··· EXERCISE MATERIAL

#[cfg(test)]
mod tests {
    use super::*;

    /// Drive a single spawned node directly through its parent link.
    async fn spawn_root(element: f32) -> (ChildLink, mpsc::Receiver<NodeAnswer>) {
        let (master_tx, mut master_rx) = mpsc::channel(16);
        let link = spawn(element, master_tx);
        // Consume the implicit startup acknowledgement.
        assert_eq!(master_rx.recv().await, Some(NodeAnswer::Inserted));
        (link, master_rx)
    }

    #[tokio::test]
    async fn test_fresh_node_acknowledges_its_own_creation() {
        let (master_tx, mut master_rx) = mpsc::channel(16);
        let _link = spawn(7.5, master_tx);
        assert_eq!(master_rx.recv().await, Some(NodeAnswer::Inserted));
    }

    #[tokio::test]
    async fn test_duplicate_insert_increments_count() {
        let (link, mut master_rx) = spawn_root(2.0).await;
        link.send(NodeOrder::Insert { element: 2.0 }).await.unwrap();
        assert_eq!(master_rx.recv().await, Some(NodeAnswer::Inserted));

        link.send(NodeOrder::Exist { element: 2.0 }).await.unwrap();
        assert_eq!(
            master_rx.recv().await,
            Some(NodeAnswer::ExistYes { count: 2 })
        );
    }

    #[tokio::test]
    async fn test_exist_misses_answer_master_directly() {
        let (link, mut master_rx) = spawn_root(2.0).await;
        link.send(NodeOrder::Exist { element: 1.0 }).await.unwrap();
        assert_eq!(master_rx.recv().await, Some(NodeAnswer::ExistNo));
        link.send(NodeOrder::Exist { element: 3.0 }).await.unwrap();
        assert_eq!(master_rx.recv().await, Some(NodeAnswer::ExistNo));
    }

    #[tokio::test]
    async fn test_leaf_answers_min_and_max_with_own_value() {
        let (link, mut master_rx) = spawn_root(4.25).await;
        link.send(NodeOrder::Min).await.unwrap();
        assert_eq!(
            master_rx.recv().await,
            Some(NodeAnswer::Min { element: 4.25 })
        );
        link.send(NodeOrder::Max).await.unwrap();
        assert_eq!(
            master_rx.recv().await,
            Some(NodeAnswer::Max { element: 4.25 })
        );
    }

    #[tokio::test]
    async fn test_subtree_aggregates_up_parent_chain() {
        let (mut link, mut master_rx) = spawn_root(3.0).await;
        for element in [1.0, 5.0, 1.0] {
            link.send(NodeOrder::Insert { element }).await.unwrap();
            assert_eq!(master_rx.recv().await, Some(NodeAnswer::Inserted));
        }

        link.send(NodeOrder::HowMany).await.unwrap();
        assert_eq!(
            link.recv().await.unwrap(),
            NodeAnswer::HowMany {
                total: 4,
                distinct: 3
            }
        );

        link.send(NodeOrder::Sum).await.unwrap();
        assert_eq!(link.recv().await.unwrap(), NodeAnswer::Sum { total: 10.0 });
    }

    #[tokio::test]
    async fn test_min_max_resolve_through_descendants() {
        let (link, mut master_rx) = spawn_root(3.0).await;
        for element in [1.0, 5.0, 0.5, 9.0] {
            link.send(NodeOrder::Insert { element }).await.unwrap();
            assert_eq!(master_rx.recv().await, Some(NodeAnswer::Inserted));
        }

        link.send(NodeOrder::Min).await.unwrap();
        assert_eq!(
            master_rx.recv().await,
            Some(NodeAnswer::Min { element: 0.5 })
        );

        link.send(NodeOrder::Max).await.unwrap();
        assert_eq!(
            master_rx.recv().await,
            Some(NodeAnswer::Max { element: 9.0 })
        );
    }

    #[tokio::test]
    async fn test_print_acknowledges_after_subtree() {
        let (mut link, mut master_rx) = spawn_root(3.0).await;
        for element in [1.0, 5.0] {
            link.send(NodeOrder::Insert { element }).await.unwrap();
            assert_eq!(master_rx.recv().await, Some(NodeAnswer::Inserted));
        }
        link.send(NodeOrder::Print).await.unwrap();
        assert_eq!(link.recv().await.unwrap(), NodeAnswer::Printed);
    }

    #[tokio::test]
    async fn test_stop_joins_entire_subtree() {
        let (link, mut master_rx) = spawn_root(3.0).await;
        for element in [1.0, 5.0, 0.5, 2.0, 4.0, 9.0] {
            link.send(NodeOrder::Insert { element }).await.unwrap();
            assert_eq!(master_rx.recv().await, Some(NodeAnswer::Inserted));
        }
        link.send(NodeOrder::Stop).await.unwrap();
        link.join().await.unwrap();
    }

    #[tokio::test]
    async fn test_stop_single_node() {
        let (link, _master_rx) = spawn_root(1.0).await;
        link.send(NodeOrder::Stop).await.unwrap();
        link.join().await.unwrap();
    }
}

······

TASK DESCRIPTION | Everything in the listing must be reproduced exactly; please include every line.

ANSWER FOR THE TASK |
#[cfg(test)]
mod tests {
    use super::*;

    /// Drive a single spawned node directly through its parent link.
    async fn spawn_root(element: f32) -> (ChildLink, mpsc::Receiver<NodeAnswer>) {
        let (master_tx, mut master_rx) = mpsc::channel(16);
        let link = spawn(element, master_tx);
        // Consume the implicit startup acknowledgement.
        assert_eq!(master_rx.recv().await, Some(NodeAnswer::Inserted));
        (link, master_rx)
    }

    #[tokio::test]
    async fn test_fresh_node_acknowledges_its_own_creation() {
        let (master_tx, mut master_rx) = mpsc::channel(16);
        let _link = spawn(7.5, master_tx);
        assert_eq!(master_rx.recv().await, Some(NodeAnswer::Inserted));
    }

    #[tokio::test]
    async fn test_duplicate_insert_increments_count() {
        let (link, mut master_rx) = spawn_root(2.0).await;
        link.send(NodeOrder::Insert { element: 2.0 }).await.unwrap();
        assert_eq!(master_rx.recv().await, Some(NodeAnswer::Inserted));

        link.send(NodeOrder::Exist { element: 2.0 }).await.unwrap();
        assert_eq!(
            master_rx.recv().await,
            Some(NodeAnswer::ExistYes { count: 2 })
        );
    }

    #[tokio::test]
    async fn test_exist_misses_answer_master_directly() {
        let (link, mut master_rx) = spawn_root(2.0).await;
        link.send(NodeOrder::Exist { element: 1.0 }).await.unwrap();
        assert_eq!(master_rx.recv().await, Some(NodeAnswer::ExistNo));
        link.send(NodeOrder::Exist { element: 3.0 }).await.unwrap();
        assert_eq!(master_rx.recv().await, Some(NodeAnswer::ExistNo));
    }

    #[tokio::test]
    async fn test_leaf_answers_min_and_max_with_own_value() {
        let (link, mut master_rx) = spawn_root(4.25).await;
        link.send(NodeOrder::Min).await.unwrap();
        assert_eq!(
            master_rx.recv().await,
            Some(NodeAnswer::Min { element: 4.25 })
        );
        link.send(NodeOrder::Max).await.unwrap();
        assert_eq!(
            master_rx.recv().await,
            Some(NodeAnswer::Max { element: 4.25 })
        );
    }

    #[tokio::test]
    async fn test_subtree_aggregates_up_parent_chain() {
        let (mut link, mut master_rx) = spawn_root(3.0).await;
        for element in [1.0, 5.0, 1.0] {
            link.send(NodeOrder::Insert { element }).await.unwrap();
            assert_eq!(master_rx.recv().await, Some(NodeAnswer::Inserted));
        }

        link.send(NodeOrder::HowMany).await.unwrap();
        assert_eq!(
            link.recv().await.unwrap(),
            NodeAnswer::HowMany {
                total: 4,
                distinct: 3
            }
        );

        link.send(NodeOrder::Sum).await.unwrap();
        assert_eq!(link.recv().await.unwrap(), NodeAnswer::Sum { total: 10.0 });
    }

    #[tokio::test]
    async fn test_min_max_resolve_through_descendants() {
        let (link, mut master_rx) = spawn_root(3.0).await;
        for element in [1.0, 5.0, 0.5, 9.0] {
            link.send(NodeOrder::Insert { element }).await.unwrap();
            assert_eq!(master_rx.recv().await, Some(NodeAnswer::Inserted));
        }

        link.send(NodeOrder::Min).await.unwrap();
        assert_eq!(
            master_rx.recv().await,
            Some(NodeAnswer::Min { element: 0.5 })
        );

        link.send(NodeOrder::Max).await.unwrap();
        assert_eq!(
            master_rx.recv().await,
            Some(NodeAnswer::Max { element: 9.0 })
        );
    }

    #[tokio::test]
    async fn test_print_acknowledges_after_subtree() {
        let (mut link, mut master_rx) = spawn_root(3.0).await;
        for element in [1.0, 5.0] {
            link.send(NodeOrder::Insert { element }).await.unwrap();
            assert_eq!(master_rx.recv().await, Some(NodeAnswer::Inserted));
        }
        link.send(NodeOrder::Print).await.unwrap();
        assert_eq!(link.recv().await.unwrap(), NodeAnswer::Printed);
    }

    #[tokio::test]
    async fn test_stop_joins_entire_subtree() {
        let (link, mut master_rx) = spawn_root(3.0).await;
        for element in [1.0, 5.0, 0.5, 2.0, 4.0, 9.0] {
            link.send(NodeOrder::Insert { element }).await.unwrap();
            assert_eq!(master_rx.recv().await, Some(NodeAnswer::Inserted));
        }
        link.send(NodeOrder::Stop).await.unwrap();
        link.join().await.unwrap();
    }

    #[tokio::test]
    async fn test_stop_single_node() {
        let (link, _master_rx) = spawn_root(1.0).await;
        link.send(NodeOrder::Stop).await.unwrap();
        link.join().await.unwrap();
    }
}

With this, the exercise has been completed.